**Goal of the exercise**. Consider each line of the material below and note whether it holds "struct". State how many do, and nothing else.

**Information supplied**.
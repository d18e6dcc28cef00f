//! HTTP handlers for the ingestion API.

use crate::service::{CreateOrderOutcome, OrderService};
use crate::stats::StatsSnapshot;
use axum::{
    Json,
    extract::State,
    http::StatusCode,
    response::{IntoResponse, Response},
};
use orderflow_core::order::{Order, OrderId, OrderResponse, ProductId};
use orderflow_core::validation::{OrderValidator, ValidationRules};
use orderflow_web::CorrelationId;
use serde::{Deserialize, Serialize};
use std::sync::Arc;

/// Incoming order body.
///
/// The reference clients send PascalCase field names; newer clients send
/// camelCase. Aliases accept both. Fields are optional so a missing field
/// flows into validation (which reports it as required) instead of producing
/// an opaque deserialization error.
#[derive(Debug, Clone, Deserialize, Serialize)]
pub struct CreateOrderRequest {
    /// Order identifier.
    #[serde(default, alias = "OrderId", alias = "orderId")]
    pub order_id: Option<String>,

    /// Product identifier.
    #[serde(default, alias = "ProductId", alias = "productId")]
    pub product_id: Option<String>,

    /// Quantity ordered. Signed so negative values reach the validator's
    /// minimum-bound check instead of failing deserialization.
    #[serde(default, alias = "Quantity", alias = "quantity")]
    pub quantity: Option<i64>,
}

impl CreateOrderRequest {
    fn into_order(self) -> Order {
        // Out-of-range quantities saturate to the nearest bound so the
        // validator reports the violated limit.
        let quantity = match self.quantity {
            Some(q) if q < 0 => 0,
            Some(q) => u32::try_from(q).unwrap_or(u32::MAX),
            None => 0,
        };
        Order::new(
            OrderId::new(self.order_id.unwrap_or_default()),
            ProductId::new(self.product_id.unwrap_or_default()),
            quantity,
        )
    }
}

/// Health response body.
#[derive(Debug, Serialize)]
pub struct HealthResponse {
    /// "ok" or "unavailable"
    pub status: &'static str,
    /// Whether the broker connection is up
    pub broker_connected: bool,
}

const fn outcome_status(outcome: &CreateOrderOutcome) -> StatusCode {
    match outcome {
        CreateOrderOutcome::Accepted(_) => StatusCode::ACCEPTED,
        CreateOrderOutcome::Invalid(_) => StatusCode::BAD_REQUEST,
        CreateOrderOutcome::BrokerUnavailable(_) => StatusCode::SERVICE_UNAVAILABLE,
        CreateOrderOutcome::Failed(_) => StatusCode::INTERNAL_SERVER_ERROR,
    }
}

/// Submit an order.
///
/// # Endpoint
///
/// ```text
/// POST /api/orders
/// Content-Type: application/json
///
/// { "OrderId": "ORD-001", "ProductId": "PROD-123", "Quantity": 5 }
/// ```
///
/// # Status Codes
///
/// - 202 Accepted: validated and published
/// - 400 Bad Request: validation failed (all violations in `message`)
/// - 503 Service Unavailable: broker connection down
/// - 500 Internal Server Error: publish failed
pub async fn create_order(
    State(service): State<Arc<OrderService>>,
    correlation_id: CorrelationId,
    Json(request): Json<CreateOrderRequest>,
) -> (StatusCode, Json<OrderResponse>) {
    tracing::debug!(correlation_id = %correlation_id.0, "Order submission received");

    let outcome = service.create_order(request.into_order()).await;
    let status = outcome_status(&outcome);
    let response = match outcome {
        CreateOrderOutcome::Accepted(r)
        | CreateOrderOutcome::Invalid(r)
        | CreateOrderOutcome::BrokerUnavailable(r)
        | CreateOrderOutcome::Failed(r) => r,
    };
    (status, Json(response))
}

/// Submit an order on the legacy path.
///
/// Same pipeline as [`create_order`], but a successful submission answers
/// 200 with the bare order echoed back, which is what the original clients
/// of this endpoint expect. Failures use the wrapped response body.
///
/// # Endpoint
///
/// ```text
/// POST /order
/// ```
pub async fn create_order_legacy(
    State(service): State<Arc<OrderService>>,
    Json(request): Json<CreateOrderRequest>,
) -> Response {
    let outcome = service.create_order(request.into_order()).await;
    match outcome {
        CreateOrderOutcome::Accepted(response) => (StatusCode::OK, Json(response.data)).into_response(),
        other => {
            let status = outcome_status(&other);
            let response = match other {
                CreateOrderOutcome::Accepted(r)
                | CreateOrderOutcome::Invalid(r)
                | CreateOrderOutcome::BrokerUnavailable(r)
                | CreateOrderOutcome::Failed(r) => r,
            };
            (status, Json(response)).into_response()
        },
    }
}

/// Acceptance statistics.
///
/// # Endpoint
///
/// ```text
/// GET /api/orders/stats
/// ```
#[allow(clippy::unused_async)]
pub async fn stats(State(service): State<Arc<OrderService>>) -> Json<StatsSnapshot> {
    Json(service.statistics())
}

/// The validation rules applied to incoming orders.
///
/// # Endpoint
///
/// ```text
/// GET /api/validation-rules
/// ```
#[allow(clippy::unused_async)]
pub async fn validation_rules() -> Json<ValidationRules> {
    Json(OrderValidator::rules())
}

/// Broker-aware health check.
///
/// Returns 200 while the broker connection is up, 503 otherwise. Load
/// balancers use this to drain an instance that lost its queue.
///
/// # Endpoint
///
/// ```text
/// GET /health
/// ```
#[allow(clippy::unused_async)]
pub async fn health(
    State(service): State<Arc<OrderService>>,
) -> (StatusCode, Json<HealthResponse>) {
    if service.broker_connected() {
        (
            StatusCode::OK,
            Json(HealthResponse {
                status: "ok",
                broker_connected: true,
            }),
        )
    } else {
        (
            StatusCode::SERVICE_UNAVAILABLE,
            Json(HealthResponse {
                status: "unavailable",
                broker_connected: false,
            }),
        )
    }
}
//! Order processor: the queue handler that persists consumed orders.

use orderflow_broker::{HandlerError, OrderHandler};
use orderflow_core::environment::Clock;
use orderflow_core::order::Order;
use orderflow_core::repository::{DeadLetterSink, OrderRepository};
use std::sync::Arc;

/// Persists consumed orders and records exhausted messages.
///
/// `process` is idempotent because the repository save is an upsert keyed on
/// the order id: a redelivered message (at-least-once semantics) overwrites
/// the existing document instead of duplicating it.
pub struct OrderProcessor {
    repository: Arc<dyn OrderRepository>,
    dead_letters: Arc<dyn DeadLetterSink>,
    clock: Arc<dyn Clock>,
}

impl OrderProcessor {
    /// Create a processor over the given repository and dead-letter sink.
    #[must_use]
    pub fn new(
        repository: Arc<dyn OrderRepository>,
        dead_letters: Arc<dyn DeadLetterSink>,
        clock: Arc<dyn Clock>,
    ) -> Self {
        Self {
            repository,
            dead_letters,
            clock,
        }
    }
}

impl OrderHandler for OrderProcessor {
    async fn process(&self, order: Order) -> Result<(), HandlerError> {
        let processed_at = self.clock.now();
        let document = self
            .repository
            .save(&order, processed_at)
            .await
            .map_err(|e| HandlerError::Storage(e.to_string()))?;

        tracing::info!(
            order_id = %document.order_id,
            product_id = %document.product_id,
            quantity = document.quantity,
            "Order persisted"
        );
        Ok(())
    }

    async fn dead_letter(
        &self,
        order_id: Option<&str>,
        payload: &[u8],
        error: &str,
        attempts: i32,
    ) -> Result<(), HandlerError> {
        self.dead_letters
            .record(order_id, payload, error, attempts)
            .await
            .map_err(|e| HandlerError::Storage(e.to_string()))
    }
}

#[cfg(test)]
#[allow(clippy::unwrap_used, clippy::expect_used)]
mod tests {
    use super::*;
    use orderflow_core::order::{OrderId, ProductId};
    use orderflow_testing::{InMemoryDeadLetters, InMemoryOrderStore, test_clock};

    fn processor() -> (
        OrderProcessor,
        Arc<InMemoryOrderStore>,
        Arc<InMemoryDeadLetters>,
    ) {
        let store = Arc::new(InMemoryOrderStore::new());
        let dead_letters = Arc::new(InMemoryDeadLetters::new());
        let processor = OrderProcessor::new(
            Arc::clone(&store) as Arc<dyn OrderRepository>,
            Arc::clone(&dead_letters) as Arc<dyn DeadLetterSink>,
            Arc::new(test_clock()),
        );
        (processor, store, dead_letters)
    }

    fn order(id: &str, quantity: u32) -> Order {
        Order::new(
            OrderId::new(id.to_string()),
            ProductId::new("PROD-123".to_string()),
            quantity,
        )
    }

    #[tokio::test]
    async fn processing_persists_the_order() {
        let (processor, store, _) = processor();

        processor.process(order("ORD-001", 5)).await.unwrap();

        let document = store.get("ORD-001").await.unwrap().expect("persisted");
        assert_eq!(document.quantity, 5);
        assert_eq!(document.processed_at, test_clock().now());
    }

    #[tokio::test]
    async fn redelivery_is_idempotent() {
        let (processor, store, _) = processor();

        processor.process(order("ORD-001", 5)).await.unwrap();
        processor.process(order("ORD-001", 5)).await.unwrap();

        let (_, total) = store.list(1, 10).await.unwrap();
        assert_eq!(total, 1, "Processing twice must yield one document");
    }

    #[tokio::test]
    async fn store_failure_surfaces_as_handler_error() {
        let (processor, store, _) = processor();
        store.set_failing(true);

        let result = processor.process(order("ORD-001", 5)).await;
        assert!(matches!(result, Err(HandlerError::Storage(_))));
    }

    #[tokio::test]
    async fn dead_letter_is_recorded() {
        let (processor, _, dead_letters) = processor();

        processor
            .dead_letter(Some("ORD-002"), b"payload", "decode failed", 5)
            .await
            .unwrap();

        let entries = dead_letters.entries();
        assert_eq!(entries.len(), 1);
        assert_eq!(entries[0].order_id.as_deref(), Some("ORD-002"));
        assert_eq!(entries[0].attempts, 5);
    }
}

**Worked solution**. 3